Recently, a parent told me she had reconciled with an estranged adult child after nearly two decades of estrangement. Like she did, you can live your life now—-—-and still hold out hope for a future reconciliation.
Done With The Crying is available through popular booksellers. Take the confidential, 8-question survey to help parents of estranged adult children. To share with others, provide a link to the page where the content is found.
I arrived at the office earlier than my boss this morning. Looking to the future with a positive focus promotes the well-known attitude of gratitude that’s so helpful. I look forward to my favorite television show tonight. Perhaps you blame other people who are involved with your adult children. Forgiving freely, without requiring an act of contrition, (such as an apology or admission), was particularly beneficial.

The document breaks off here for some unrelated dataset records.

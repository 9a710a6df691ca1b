use actix_web::http::header::ContentDisposition;
use actix_web::{HttpResponse, get, post, web};
use anyhow::Context;
use jiff::tz::TimeZone;
use payloads::requests::{self, RoomRequest, SEARCH_MAX_LEN};
use payloads::{Reservation, ReservationId, RoomSelection, responses};
use rust_decimal::Decimal;

use crate::backend::{BackendService, ReservationUpdate};
use crate::receipt::Receipt;
use crate::time::TimeSource;
use crate::{export, table};

use super::{APIError, bad_request, validate_rooms};

fn validate_query(query: &requests::ReservationQuery) -> Result<(), APIError> {
    if query
        .search
        .as_ref()
        .is_some_and(|s| s.chars().count() > SEARCH_MAX_LEN)
    {
        return Err(bad_request(format!(
            "Search must be at most {SEARCH_MAX_LEN} characters"
        )));
    }
    Ok(())
}

fn reject_cancelled(
    reservation: &Reservation,
    action: &str,
) -> Result<(), APIError> {
    if reservation.is_cancelled() {
        return Err(bad_request(format!(
            "Cancelled reservations cannot be {action}"
        )));
    }
    Ok(())
}

#[tracing::instrument(skip(backend, time_source, time_zone), ret)]
#[get("/reservations")]
pub async fn list_reservations(
    query: web::Query<requests::ReservationQuery>,
    backend: web::Data<BackendService>,
    time_source: web::Data<TimeSource>,
    time_zone: web::Data<TimeZone>,
) -> Result<HttpResponse, APIError> {
    validate_query(&query)?;
    let reservations = backend.list_reservations(query.hotel_id.as_ref()).await?;
    let today = time_source.today(&time_zone);
    let page = table::run(reservations, &query, today);
    Ok(HttpResponse::Ok().json(page))
}

/// Every row matching the table's filter and search, in the table's sort
/// order, as one workbook.
#[tracing::instrument(skip(backend, time_source, time_zone))]
#[get("/reservations/export")]
pub async fn export_reservations(
    query: web::Query<requests::ReservationQuery>,
    backend: web::Data<BackendService>,
    time_source: web::Data<TimeSource>,
    time_zone: web::Data<TimeZone>,
) -> Result<HttpResponse, APIError> {
    validate_query(&query)?;
    let reservations = backend.list_reservations(query.hotel_id.as_ref()).await?;
    let today = time_source.today(&time_zone);
    let mut rows = table::select(reservations, &query, today);
    table::sort_reservations(&mut rows, query.sort_state());

    let workbook = export::reservations_workbook(&rows)
        .context("Failed to build reservations workbook")?;
    tracing::info!(rows = rows.len(), "Exported reservations");
    Ok(HttpResponse::Ok()
        .content_type(export::XLSX_CONTENT_TYPE)
        .insert_header(ContentDisposition::attachment(
            export::export_filename(today),
        ))
        .body(workbook))
}

#[tracing::instrument(skip(backend), ret)]
#[get("/reservations/{reservation_id}")]
pub async fn get_reservation(
    path: web::Path<ReservationId>,
    backend: web::Data<BackendService>,
) -> Result<HttpResponse, APIError> {
    let reservation = backend.get_reservation(&path).await?;
    Ok(HttpResponse::Ok().json(reservation))
}

#[tracing::instrument(skip(backend), ret)]
#[get("/reservations/{reservation_id}/summary")]
pub async fn reservation_summary(
    path: web::Path<ReservationId>,
    backend: web::Data<BackendService>,
) -> Result<HttpResponse, APIError> {
    let reservation = backend.get_reservation(&path).await?;
    let summary = pricing::summarize(&reservation.picked_rooms_type)?;
    Ok(HttpResponse::Ok().json(responses::ReservationSummary {
        reservation_id: reservation.id,
        confirmation_number: reservation.confirmation_number,
        deposit_options: pricing::deposit_options(&summary),
        summary,
    }))
}

#[tracing::instrument(skip(backend, time_source, time_zone))]
#[get("/reservations/{reservation_id}/receipt")]
pub async fn reservation_receipt(
    path: web::Path<ReservationId>,
    backend: web::Data<BackendService>,
    time_source: web::Data<TimeSource>,
    time_zone: web::Data<TimeZone>,
) -> Result<HttpResponse, APIError> {
    let reservation = backend.get_reservation(&path).await?;
    let receipt =
        Receipt::compose(&reservation, time_source.today(&time_zone))?;
    let html = receipt.to_html().context("Failed to render receipt")?;
    Ok(HttpResponse::Ok()
        .content_type("text/html; charset=utf-8")
        .body(html))
}

/// Submit an edited nightly breakdown. Totals are always recomputed here
/// from the days, whatever the client sent.
#[tracing::instrument(skip(backend), ret)]
#[post("/reservations/{reservation_id}/pricing")]
pub async fn update_pricing(
    path: web::Path<ReservationId>,
    details: web::Json<requests::UpdatePricing>,
    backend: web::Data<BackendService>,
) -> Result<HttpResponse, APIError> {
    let requested: Vec<RoomRequest> =
        details.rooms.iter().map(room_request).collect();
    validate_rooms(&requested)?;
    if details.rooms.iter().any(|r| r.pricing_by_day.is_empty()) {
        return Err(bad_request("Every room needs at least one night"));
    }
    let negative = details.rooms.iter().flat_map(|r| &r.pricing_by_day).any(
        |d| {
            d.price < Decimal::ZERO
                || d.root_price < Decimal::ZERO
                || d.commission_rate < Decimal::ZERO
        },
    );
    if negative {
        return Err(bad_request("Amounts must not be negative"));
    }

    let reservation = backend.get_reservation(&path).await?;
    reject_cancelled(&reservation, "repriced")?;

    let mut rooms = details.into_inner().rooms;
    pricing::recompute_totals(&mut rooms)?;
    let summary = pricing::summarize(&rooms)?;
    let update = ReservationUpdate {
        total_amount: summary.total_amount,
        commission: summary.total_commission,
        picked_rooms_type: rooms,
        hotel_id: None,
        hotel_name: None,
        confirmation_number: None,
    };
    let updated = backend.update_reservation(&reservation.id, &update).await?;

    tracing::info!(
        reservation_id = %updated.id,
        total_amount = %update.total_amount,
        commission = %update.commission,
        "Updated reservation pricing"
    );
    Ok(HttpResponse::Ok().json(updated))
}

/// Move a reservation to another hotel, repricing the same stay against the
/// target hotel's rates.
#[tracing::instrument(skip(backend), ret)]
#[post("/reservations/{reservation_id}/relocate")]
pub async fn relocate_reservation(
    path: web::Path<ReservationId>,
    details: web::Json<requests::RelocateReservation>,
    backend: web::Data<BackendService>,
) -> Result<HttpResponse, APIError> {
    let reservation = backend.get_reservation(&path).await?;
    reject_cancelled(&reservation, "relocated")?;
    if details.target_hotel_id == reservation.hotel_id {
        return Err(bad_request(
            "The reservation is already at the target hotel",
        ));
    }

    let rooms: Vec<RoomRequest> = if details.rooms.is_empty() {
        reservation.picked_rooms_type.iter().map(room_request).collect()
    } else {
        details.rooms.clone()
    };
    validate_rooms(&rooms)?;

    let target = backend.get_hotel(&details.target_hotel_id).await?;
    let picked = pricing::price_rooms(
        &target,
        &rooms,
        reservation.checkin_date,
        reservation.checkout_date,
    )?;
    let summary = pricing::summarize(&picked)?;
    let confirmation_number = pricing::relocated_confirmation_number(
        &reservation.confirmation_number,
    )?;
    let update = ReservationUpdate {
        total_amount: summary.total_amount,
        commission: summary.total_commission,
        picked_rooms_type: picked,
        hotel_id: Some(target.id.clone()),
        hotel_name: Some(target.name.clone()),
        confirmation_number: Some(confirmation_number),
    };
    let updated = backend.update_reservation(&reservation.id, &update).await?;

    tracing::info!(
        reservation_id = %updated.id,
        from_hotel = %reservation.hotel_id,
        to_hotel = %target.id,
        confirmation_number = %updated.confirmation_number,
        "Relocated reservation"
    );
    Ok(HttpResponse::Ok().json(updated))
}

#[tracing::instrument(skip(backend), ret)]
#[post("/reservations/{reservation_id}/deposit")]
pub async fn capture_deposit(
    path: web::Path<ReservationId>,
    details: web::Json<requests::CaptureDeposit>,
    backend: web::Data<BackendService>,
) -> Result<HttpResponse, APIError> {
    let reservation = backend.get_reservation(&path).await?;
    reject_cancelled(&reservation, "charged")?;

    let summary = pricing::summarize(&reservation.picked_rooms_type)?;
    let amount = pricing::deposit_amount(&summary, details.option)?;
    backend.capture_payment(&reservation.id, amount).await?;

    tracing::info!(
        reservation_id = %reservation.id,
        option = ?details.option,
        %amount,
        "Captured deposit"
    );
    Ok(HttpResponse::Ok().json(responses::DepositCaptured {
        reservation_id: reservation.id,
        option: details.option,
        amount,
    }))
}

fn room_request(room: &RoomSelection) -> RoomRequest {
    RoomRequest {
        room_type: room.room_type.clone(),
        count: room.count,
    }
}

Holding one’s forgiveness hostage to some act or condition was associated with psychological distress and symptoms of depression. Accepting the reality of an adult child’s abandonment, and your helplessness to change it, may feel like letting go of hope.
It’s helpful to reach out to a trusted, empathetic friend or two, but whether you can or can’t confide in others, don’t deny your feelings exist. Some common feelings of rejected parents include: *Guilt: I must not have raised my child right. *Helplessness: How can he/she refuse to take my call? ” Called “ruminating,” this sort of negative thinking spurs more negative thought, perhaps even calling to mind the other things that “always happen.” Clinical studies have linked ruminating to high blood pressure and to unhealthy behaviors such as binge drinking and overeating, so steer clear. Turn your statements and questions around with positive thoughts. When you catch yourself thinking negatively about your adult child or the situation, notice your physical body as well. In short, the way we think about things can reduce our physical stress response Take a few deep breaths, loosen up or even get up and move around. Do something to aid your physical body and health as well as positively altering your thoughts.